• Available data
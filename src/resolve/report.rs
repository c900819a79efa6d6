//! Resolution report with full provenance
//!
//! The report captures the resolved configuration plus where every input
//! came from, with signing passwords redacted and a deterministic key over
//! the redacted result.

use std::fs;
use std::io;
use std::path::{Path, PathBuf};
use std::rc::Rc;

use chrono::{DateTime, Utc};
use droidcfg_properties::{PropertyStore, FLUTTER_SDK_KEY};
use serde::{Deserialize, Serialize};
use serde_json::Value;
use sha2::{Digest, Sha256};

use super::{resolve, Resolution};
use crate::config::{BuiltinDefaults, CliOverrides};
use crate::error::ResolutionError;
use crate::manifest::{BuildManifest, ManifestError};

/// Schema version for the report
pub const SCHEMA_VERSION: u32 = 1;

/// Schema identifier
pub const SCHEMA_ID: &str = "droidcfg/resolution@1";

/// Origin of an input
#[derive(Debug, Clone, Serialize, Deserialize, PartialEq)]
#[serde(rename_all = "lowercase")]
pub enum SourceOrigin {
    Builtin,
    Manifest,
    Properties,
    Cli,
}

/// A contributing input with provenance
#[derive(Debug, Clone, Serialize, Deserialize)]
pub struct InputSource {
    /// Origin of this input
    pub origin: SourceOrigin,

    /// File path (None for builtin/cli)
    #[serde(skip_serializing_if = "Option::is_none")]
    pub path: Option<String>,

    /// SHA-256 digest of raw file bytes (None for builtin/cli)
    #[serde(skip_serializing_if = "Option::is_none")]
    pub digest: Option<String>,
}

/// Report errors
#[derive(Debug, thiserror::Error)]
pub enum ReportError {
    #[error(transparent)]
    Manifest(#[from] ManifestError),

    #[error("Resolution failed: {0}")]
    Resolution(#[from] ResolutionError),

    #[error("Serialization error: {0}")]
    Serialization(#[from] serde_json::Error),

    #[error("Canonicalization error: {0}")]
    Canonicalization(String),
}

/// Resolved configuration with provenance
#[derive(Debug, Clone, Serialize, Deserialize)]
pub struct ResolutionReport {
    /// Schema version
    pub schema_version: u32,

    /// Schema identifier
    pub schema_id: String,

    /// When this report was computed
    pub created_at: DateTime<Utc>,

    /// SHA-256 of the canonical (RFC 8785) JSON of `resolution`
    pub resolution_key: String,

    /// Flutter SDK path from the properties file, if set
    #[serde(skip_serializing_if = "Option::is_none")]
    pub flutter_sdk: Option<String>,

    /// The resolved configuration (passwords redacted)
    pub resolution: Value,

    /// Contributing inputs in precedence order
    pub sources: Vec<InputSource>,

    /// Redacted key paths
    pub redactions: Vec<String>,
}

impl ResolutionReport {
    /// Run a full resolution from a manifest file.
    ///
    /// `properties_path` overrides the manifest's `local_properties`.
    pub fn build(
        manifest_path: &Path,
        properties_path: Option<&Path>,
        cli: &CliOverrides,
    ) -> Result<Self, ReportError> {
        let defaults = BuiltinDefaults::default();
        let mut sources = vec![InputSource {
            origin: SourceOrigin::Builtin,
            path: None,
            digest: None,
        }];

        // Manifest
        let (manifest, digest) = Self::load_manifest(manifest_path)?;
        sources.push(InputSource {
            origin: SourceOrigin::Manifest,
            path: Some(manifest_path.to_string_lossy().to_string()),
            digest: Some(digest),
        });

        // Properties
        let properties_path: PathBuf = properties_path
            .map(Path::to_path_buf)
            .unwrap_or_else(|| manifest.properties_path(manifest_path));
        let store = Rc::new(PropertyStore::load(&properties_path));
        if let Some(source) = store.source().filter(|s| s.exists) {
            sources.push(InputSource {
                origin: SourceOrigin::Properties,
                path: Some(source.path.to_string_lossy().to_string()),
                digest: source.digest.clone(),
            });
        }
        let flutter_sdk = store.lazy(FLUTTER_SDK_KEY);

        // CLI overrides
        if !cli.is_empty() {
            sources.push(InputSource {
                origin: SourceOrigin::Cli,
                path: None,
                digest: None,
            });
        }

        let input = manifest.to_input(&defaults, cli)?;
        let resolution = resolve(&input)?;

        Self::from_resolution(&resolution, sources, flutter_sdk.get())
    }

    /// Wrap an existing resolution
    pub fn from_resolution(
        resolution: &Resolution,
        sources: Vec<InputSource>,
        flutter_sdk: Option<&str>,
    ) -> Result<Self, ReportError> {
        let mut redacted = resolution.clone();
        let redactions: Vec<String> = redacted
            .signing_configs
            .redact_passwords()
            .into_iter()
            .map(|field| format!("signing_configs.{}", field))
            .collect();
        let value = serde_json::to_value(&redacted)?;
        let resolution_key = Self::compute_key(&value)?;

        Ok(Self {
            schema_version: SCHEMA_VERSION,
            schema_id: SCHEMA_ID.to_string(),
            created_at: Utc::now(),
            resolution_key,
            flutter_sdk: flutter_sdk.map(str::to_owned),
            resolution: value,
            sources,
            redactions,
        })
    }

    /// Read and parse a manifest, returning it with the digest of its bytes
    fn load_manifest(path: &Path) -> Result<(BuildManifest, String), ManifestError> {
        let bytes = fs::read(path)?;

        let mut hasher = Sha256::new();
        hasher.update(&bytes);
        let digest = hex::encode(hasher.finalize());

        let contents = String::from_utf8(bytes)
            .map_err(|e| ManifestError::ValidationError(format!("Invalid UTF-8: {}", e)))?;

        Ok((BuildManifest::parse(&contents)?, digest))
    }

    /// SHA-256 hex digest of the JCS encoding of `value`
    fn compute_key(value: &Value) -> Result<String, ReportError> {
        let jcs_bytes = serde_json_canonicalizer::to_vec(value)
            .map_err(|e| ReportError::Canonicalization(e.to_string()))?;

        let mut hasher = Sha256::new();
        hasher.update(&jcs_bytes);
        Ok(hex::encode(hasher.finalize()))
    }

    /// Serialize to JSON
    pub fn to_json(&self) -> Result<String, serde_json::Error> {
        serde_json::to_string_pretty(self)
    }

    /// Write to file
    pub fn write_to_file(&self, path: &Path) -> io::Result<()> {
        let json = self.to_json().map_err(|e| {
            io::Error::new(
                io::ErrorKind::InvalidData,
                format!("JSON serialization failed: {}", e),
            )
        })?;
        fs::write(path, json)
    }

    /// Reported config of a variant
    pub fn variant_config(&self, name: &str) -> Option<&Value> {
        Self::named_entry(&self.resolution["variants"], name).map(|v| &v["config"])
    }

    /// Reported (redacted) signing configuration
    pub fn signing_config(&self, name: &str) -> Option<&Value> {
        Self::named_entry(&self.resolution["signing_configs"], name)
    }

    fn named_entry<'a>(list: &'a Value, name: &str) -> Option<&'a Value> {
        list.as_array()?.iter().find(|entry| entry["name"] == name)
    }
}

• Your assignment
If the string "update" appears in a line of the entries, report the line.

• Response to the exercise
        hasher.update(&bytes);
        hasher.update(&jcs_bytes);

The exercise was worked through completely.